A Requirement for Protein Homeostasis in the Mediation of Stem Cell Health
Grant Award Details
Grant Type:
Grant Number:
RB5-06974
Investigator(s):
Human Stem Cell Use:
Award Value:
$1,034,100
Status:
Closed
Progress Reports
Reporting Period:
Year 1
Reporting Period:
Year 2
Reporting Period:
Year 3
Grant Application Details
Application Title:
A Requirement for Protein Homeostasis in the Mediation of Stem Cell Health
Public Abstract:
Experiments with human embryonic stem cells (hESCs) have clearly demonstrated their capacity to replicate continuously and maintain pluripotency. We hypothesize that the health of hESCs depends in part upon an increased ability to carefully control the health of their proteome. We have found that hESCs have an incredibly high level of proteasomal activity in comparison to their differentiated counterparts. Notably, hESCs exhibit a proteasome activity that is correlated with increased levels of one proteasome subunit, PSMD11, and increased assembly of the proteasome. FOXO4, an insulin/IGF-1 responsive transcription factor associated with stress resistance in invertebrates, regulates proteasome activity by modulating the expression of PSMD11 in hESCs. FOXO4 is also necessary for hESC differentiation into neuronal lineages. Our results establish a novel regulation of proteostasis in hESCs that links stress response pathways with hESCs function and identity. In this proposal, we take advantage of these findings to promote our understanding of exactly how stem cells ensure a careful regulation of the synthesis, folding, and degradation of their proteome. Moreover, we hypothesize that the activity and expression of the stress response pathways, including FOXO4, may be key determinants in our capacity to reprogram somatic cells. Understanding the mechanisms by which hESCs regulate their proteome will help us in our attempts to optimize and safeguard their use in therapies.
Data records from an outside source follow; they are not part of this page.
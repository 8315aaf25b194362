//! treeveil CLI entry point.

use clap::{ColorChoice, Parser};
use std::io::{self, IsTerminal};

use treeveil_cli::cli::{Cli, LogFormatArg};
use treeveil_cli::commands::{ObfuscateRequest, run_obfuscate};
use treeveil_cli::logging::{LogConfig, LogFormat, init_logging};
use treeveil_cli::summary::print_summary;

fn main() {
    let cli = Cli::parse();
    cli.color.write_global();
    let log_config = log_config_from_cli(&cli);
    if let Err(error) = init_logging(&log_config) {
        eprintln!("error: failed to initialize logging: {error}");
        std::process::exit(1);
    }
    let exit_code = match run_obfuscate(&ObfuscateRequest::from(&cli)) {
        Ok(summary) => {
            print_summary(&summary);
            0
        }
        Err(error) => {
            eprintln!("error: {error:#}");
            1
        }
    };
    std::process::exit(exit_code);
}

/// Build logging configuration from CLI flags with consistent precedence.
fn log_config_from_cli(cli: &Cli) -> LogConfig {
    let mut config = LogConfig {
        level_filter: cli.verbosity.tracing_level_filter(),
        ..LogConfig::default()
    };
    config.use_env_filter = !cli.verbosity.is_present();
    config.format = match cli.log_format {
        LogFormatArg::Pretty => LogFormat::Pretty,
        LogFormatArg::Compact => LogFormat::Compact,
        LogFormatArg::Json => LogFormat::Json,
    };
    config.log_file = cli.log_file.clone();
    config.with_ansi = match cli.color.color {
        ColorChoice::Always => true,
        ColorChoice::Never => false,
        ColorChoice::Auto => cli.log_file.is_none() && io::stderr().is_terminal(),
    };
    config
}
#![deny(unsafe_code)]

//! Header-row handling shared by both source readers.

use std::collections::BTreeMap;

use tracing::{debug, warn};

use treeveil_model::columns;

use crate::error::{IngestError, Result};

/// Input columns the record builder consumes, keyed case-insensitively.
const RECOGNIZED: &[&str] = &[
    columns::ID,
    columns::LAST_NAME,
    columns::GENDER,
    columns::IS_LIVING,
    columns::DATE_OF_BIRTH,
    columns::DATE_OF_DEATH,
    columns::FATHER_ID,
    columns::MOTHER_ID,
    columns::WEBPAGE,
    columns::EMAIL,
];

/// Strips BOM and outer whitespace, collapses inner runs to single spaces.
pub fn normalize_header(raw: &str) -> String {
    let trimmed = raw.trim().trim_matches('\u{feff}');
    let mut parts = trimmed.split_whitespace();
    let mut normalized = String::new();
    if let Some(first) = parts.next() {
        normalized.push_str(first);
        for part in parts {
            normalized.push(' ');
            normalized.push_str(part);
        }
    }
    normalized
}

/// Maps recognized column names to their position in the source rows.
#[derive(Debug)]
pub struct HeaderMap {
    indices: BTreeMap<String, usize>,
}

impl HeaderMap {
    /// Builds the map from a normalized header row.
    ///
    /// Columns on the discard list are skipped quietly; columns this tool
    /// has never heard of are skipped with a warning, since an unknown
    /// column may hold identifying text that will not reach the output.
    ///
    /// # Errors
    ///
    /// Fails when the `ID` or `last name` column is absent.
    pub fn from_headers(headers: &[String]) -> Result<Self> {
        let mut indices = BTreeMap::new();
        for (index, header) in headers.iter().enumerate() {
            let name = normalize_header(header);
            if name.is_empty() {
                continue;
            }
            let key = name.to_lowercase();
            if RECOGNIZED.iter().any(|column| column.to_lowercase() == key) {
                indices.entry(key).or_insert(index);
            } else if columns::DISCARDED.contains(&key.as_str()) {
                debug!(column = %name, "dropping free-text column");
            } else {
                warn!(column = %name, "dropping unrecognized column");
            }
        }
        let map = Self { indices };
        for required in [columns::ID, columns::LAST_NAME] {
            if map.index_of(required).is_none() {
                return Err(IngestError::MissingColumn { column: required });
            }
        }
        Ok(map)
    }

    pub fn index_of(&self, column: &str) -> Option<usize> {
        self.indices.get(&column.to_lowercase()).copied()
    }
}

#[cfg(test)]
mod tests {
    use super::*;

    fn headers(names: &[&str]) -> Vec<String> {
        names.iter().map(|name| (*name).to_string()).collect()
    }

    #[test]
    fn maps_recognized_columns_case_insensitively() {
        let map = HeaderMap::from_headers(&headers(&["id", "Last Name", "Father's ID"]))
            .expect("header map");
        assert_eq!(map.index_of(columns::ID), Some(0));
        assert_eq!(map.index_of(columns::LAST_NAME), Some(1));
        assert_eq!(map.index_of(columns::FATHER_ID), Some(2));
        assert_eq!(map.index_of(columns::MOTHER_ID), None);
    }

    #[test]
    fn missing_id_column_is_rejected() {
        let err = HeaderMap::from_headers(&headers(&["last name"])).expect_err("must fail");
        assert!(matches!(err, IngestError::MissingColumn { column } if column == columns::ID));
    }

    #[test]
    fn missing_last_name_column_is_rejected() {
        let err = HeaderMap::from_headers(&headers(&["ID"])).expect_err("must fail");
        assert!(
            matches!(err, IngestError::MissingColumn { column } if column == columns::LAST_NAME)
        );
    }

    #[test]
    fn normalize_header_strips_bom_and_collapses_spaces() {
        assert_eq!(normalize_header("\u{feff} last   name "), "last name");
    }

    #[test]
    fn first_occurrence_wins_on_duplicate_headers() {
        let map = HeaderMap::from_headers(&headers(&["ID", "last name", "ID"])).expect("header map");
        assert_eq!(map.index_of(columns::ID), Some(0));
    }
}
Statement of Benefit to California:
The number of Californians diagnosed with protein misfolding diseases is currently undergoing exponential growth: within the next 20 years, well over a million Californians are expected to be diagnosed with Alzheimer’s, for example. The cost of care and treatment for these individuals reaches into the 100’s of billions of dollars within California alone and could eventually undermine the economic and social stability of the state. Tragically, in such diseases, diagnosis usually occurs after wide spread neuronal death has already occurred. One of the more promising therapeutic options for patients with protein misfolding diseases is stem cell therapy, which hopes to replace lost neurons with ones generated from stem cells. However, we do not yet understand much of the basic biology of how stem cells maintain their health, including how they can maintain a control of the regulation of protein synthesis, folding, and degradation. This research is designed to address a basic and often overlooked question about stem cell health: what machinery does the stem cell employ to guarantee the health of its proteome, and what happens to stem cell pluripotency when this is lost? This research will provide fundamental insights into the mechanisms of protein homeostasis within the stem cell, findings that can be immediately applied by those searching for therapeutic options for these diseases.